Concerns raised over ‘fewer police on the streets’ in Warwickshire

Questions over staffing levels were raised at the latest meeting of the Warwickshire police and crime panel (June 23) but Philip Seccombe insisted there had been no cuts to the workforce

Warwickshire Police and Crime Commissioner Philip Seccombe
Warwickshire Police and Crime Commissioner Philip Seccombe

Exams, protests and vacancies are among the reasons why Warwickshire residents may have seen fewer police on the streets according to the county’s police and crime commissioner.

Questions over staffing levels were raised at the latest meeting of the Warwickshire police and crime panel [Jun 23] but Philip Seccombe insisted there had been no cuts to the workforce.

Speaking at the meeting, which was held at Warwickshire County Council’s Shire Hall, Cllr Dave Humphreys (Con, Coleshill South and Arley) said: “I sat in a meeting the other day where the north inspector said we had cut resources in the north because of the low crime rate.

"We have had one pcso and half an officer since last September.”

And Cllr Ray Jarvis, from North Warwickshire Borough Council, added: “In Atherstone we have one officer and one pcso.

"Being simplistic, there are 168 hours in a week and for three-quarters of the time there is no cover at all.

“We hear that numbers are being increased but certainly on the ground in our area that is not apparent and when you look a little deeper and the fear of crime, that is all part of it.”

Mr Seccombe refuted the claims, saying: “The absolute truth is that there is no cut in resources anywhere around the county.
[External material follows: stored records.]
//! Incremental sync: trace source -> normalizer -> aggregator -> graph store,
//! gated by the [`SyncCursor`].

use std::collections::BTreeMap;
use std::sync::Arc;

use chrono::{DateTime, Utc};
use serde::{Deserialize, Serialize};
use serde_json::Value as JsonValue;
use tokio::sync::Mutex;
use tracegraph_core::{
    GraphStore, NodeLinkGraph, RawTraceStore, Result, SyncStateStore, TraceSource,
};
use tracing::{info, warn};

use crate::aggregator::aggregate;
use crate::anti_patterns::{detect_anti_patterns, AntiPatternFinding};
use crate::coupling::{calculate_ais, calculate_all_ais};
use crate::normalizer::normalize_batch;
use crate::sync_cursor::SyncCursor;

#[derive(Debug, Clone, PartialEq, Serialize, Deserialize)]
pub struct SyncReport {
    pub traces_fetched: usize,
    pub traces_skipped: usize,
    pub events: usize,
    pub edges_merged: usize,
    /// Cursor value after the run.
    pub cursor: i64,
    pub completed_at: DateTime<Utc>,
}

pub struct SyncPipeline {
    source: Arc<dyn TraceSource>,
    store: Arc<dyn GraphStore>,
    cursor: Arc<SyncCursor>,
    state: Option<Arc<dyn SyncStateStore>>,
    run_lock: Mutex<()>,
}

impl SyncPipeline {
    pub fn new(source: Arc<dyn TraceSource>, store: Arc<dyn GraphStore>) -> Self {
        Self {
            source,
            store,
            cursor: Arc::new(SyncCursor::new()),
            state: None,
            run_lock: Mutex::new(()),
        }
    }

    pub fn with_cursor(mut self, cursor: Arc<SyncCursor>) -> Self {
        self.cursor = cursor;
        self
    }

    /// Persist the cursor after every successful run.
    pub fn with_state_store(mut self, state: Arc<dyn SyncStateStore>) -> Self {
        self.state = Some(state);
        self
    }

    pub fn cursor(&self) -> &Arc<SyncCursor> {
        &self.cursor
    }

    /// Load the persisted cursor, if any, into the in-process cursor.
    pub async fn restore_cursor(&self) -> Result<i64> {
        if let Some(state) = &self.state {
            if let Some(saved) = state.load_cursor().await? {
                self.cursor.advance(saved);
                info!("Restored sync cursor at {}", saved);
            }
        }
        Ok(self.cursor.get())
    }

    /// One aggregation-and-merge cycle over traces newer than the cursor.
    ///
    /// The cursor moves only after the merge succeeded; a merge error is
    /// returned as is and the same traces are picked up by the next run.
    pub async fn run_once(&self) -> Result<SyncReport> {
        let _running = self.run_lock.lock().await;

        let since = self.cursor.get();
        let raws = self.source.list_traces_since(since).await?;
        if raws.is_empty() {
            info!("No new traces to process");
            return Ok(self.report(0, 0, 0, 0));
        }

        let batch = normalize_batch(&raws);
        if !batch.rejected.is_empty() {
            warn!(
                "{} of {} trace records were malformed and skipped",
                batch.rejected.len(),
                raws.len()
            );
        }

        let delta = aggregate(&batch.events);
        self.store.merge(&delta).await?;

        if let Some(latest) = batch.max_start_time() {
            let cursor = self.cursor.advance(latest);
            if let Some(state) = &self.state {
                state.save_cursor(cursor).await?;
            }
        }

        let report = self.report(
            raws.len(),
            batch.rejected.len(),
            batch.events.len(),
            delta.edge_count(),
        );
        info!(
            "Dependency graph updated: {} traces, {} events, {} edges (cursor {})",
            report.traces_fetched, report.events, report.edges_merged, report.cursor
        );
        Ok(report)
    }

    fn report(
        &self,
        traces_fetched: usize,
        traces_skipped: usize,
        events: usize,
        edges_merged: usize,
    ) -> SyncReport {
        SyncReport {
            traces_fetched,
            traces_skipped,
            events,
            edges_merged,
            cursor: self.cursor.get(),
            completed_at: Utc::now(),
        }
    }
}

/// Persist raw records on the ingestion path; returns how many were stored.
pub async fn ingest_traces(store: &dyn RawTraceStore, traces: &[JsonValue]) -> Result<usize> {
    for trace in traces {
        store.insert(trace).await?;
    }
    info!("Ingested {} trace records", traces.len());
    Ok(traces.len())
}

/// Persisted graph in node-link form.
pub async fn dependency_graph(store: &dyn GraphStore) -> Result<NodeLinkGraph> {
    Ok(store.fetch_all().await?.to_node_link())
}

/// Anti-pattern findings over the persisted graph.
pub async fn detect_from_store(store: &dyn GraphStore) -> Result<Vec<AntiPatternFinding>> {
    let graph = store.fetch_all().await?;
    Ok(detect_anti_patterns(&graph))
}

#[derive(Debug, Clone, PartialEq, Serialize, Deserialize)]
#[serde(untagged)]
pub enum AisResult {
    Single(f64),
    All(BTreeMap<String, f64>),
}

/// AIS of one service, or of every service when `service` is `None`.
pub async fn importance_from_store(
    store: &dyn GraphStore,
    service: Option<&str>,
) -> Result<AisResult> {
    let graph = store.fetch_all().await?;
    match service {
        Some(name) => Ok(AisResult::Single(calculate_ais(name, &graph)?)),
        None => Ok(AisResult::All(calculate_all_ais(&graph))),
    }
}
use directories::ProjectDirs;
use serde::{Deserialize, Serialize};
use std::{env, fs, path::PathBuf};

use crate::error::{Error, Result};

/// Environment variable that overrides the stored API key.
pub const API_KEY_ENV: &str = "OPENWEATHER_API_KEY";

/// Top-level configuration stored on disk.
///
/// Example TOML:
/// ```toml
/// api_key = "..."
/// ```
#[derive(Debug, Clone, Serialize, Deserialize, Default)]
pub struct Config {
    /// OpenWeather API key, if configured via `skycast configure`.
    pub api_key: Option<String>,
}

impl Config {
    /// Load config from disk, or return an empty default if it doesn't exist yet.
    pub fn load() -> Result<Self> {
        let path = Self::config_file_path()?;
        if !path.exists() {
            // First run: no config file, return empty.
            return Ok(Self::default());
        }

        let contents = fs::read_to_string(&path).map_err(|e| {
            Error::Config(format!("Failed to read config file {}: {e}", path.display()))
        })?;

        let cfg: Config = toml::from_str(&contents).map_err(|e| {
            Error::Config(format!("Failed to parse config file {}: {e}", path.display()))
        })?;

        Ok(cfg)
    }

    /// Save config to disk, creating parent directories as needed.
    pub fn save(&self) -> Result<()> {
        let path = Self::config_file_path()?;

        if let Some(parent) = path.parent() {
            fs::create_dir_all(parent).map_err(|e| {
                Error::Config(format!(
                    "Failed to create config directory {}: {e}",
                    parent.display()
                ))
            })?;
        }

        let toml = toml::to_string_pretty(self)
            .map_err(|e| Error::Config(format!("Failed to serialize configuration: {e}")))?;

        fs::write(&path, toml).map_err(|e| {
            Error::Config(format!("Failed to write config file {}: {e}", path.display()))
        })?;

        Ok(())
    }

    /// Path to the config file.
    pub fn config_file_path() -> Result<PathBuf> {
        let dirs = ProjectDirs::from("dev", "skycast", "skycast")
            .ok_or_else(|| Error::Config("Could not determine platform config directory".into()))?;

        Ok(dirs.config_dir().join("config.toml"))
    }

    /// Resolve the API key to use for requests.
    ///
    /// The `OPENWEATHER_API_KEY` environment variable wins over the stored
    /// config. Fails fast when neither is set, so no malformed request ever
    /// reaches the provider.
    pub fn resolve_api_key(&self) -> Result<String> {
        if let Ok(key) = env::var(API_KEY_ENV) {
            if !key.trim().is_empty() {
                return Ok(key);
            }
        }

        self.api_key
            .as_deref()
            .filter(|k| !k.trim().is_empty())
            .map(str::to_owned)
            .ok_or_else(|| {
                Error::Config(format!(
                    "No OpenWeather API key configured.\n\
                     Hint: run `skycast configure` or set {API_KEY_ENV}."
                ))
            })
    }
}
There are vacancies and that doesn’t mean to say that resources aren’t there to fill those vacancies.

“We have four safer neighbourhood teams in the borough of North Warwickshire and they haven’t been cut.

"I managed to persuade the previous chief constable to open a control base in Coleshill and my ambition is to also put one in at Atherstone.

“I suspect that the officer you were talking to was referring to bodies on the ground and that is affected by recruiting and people moving on.

"It is getting much more difficult to stabilise those safer neighbourhood teams.

“There are also a couple of reasons at this particular moment why there are not enough people in those teams. The first is that under the degree programme, this is the very worst for extractions because they are doing final exams or annual exams.

"The other is the operation at the Kingsbury oil terminal was significant - a 24-hour protection to keep it open was really labour intensive and quite a lot of teams like the rural crime teams and safer neighbourhood teams were reposted to do that.”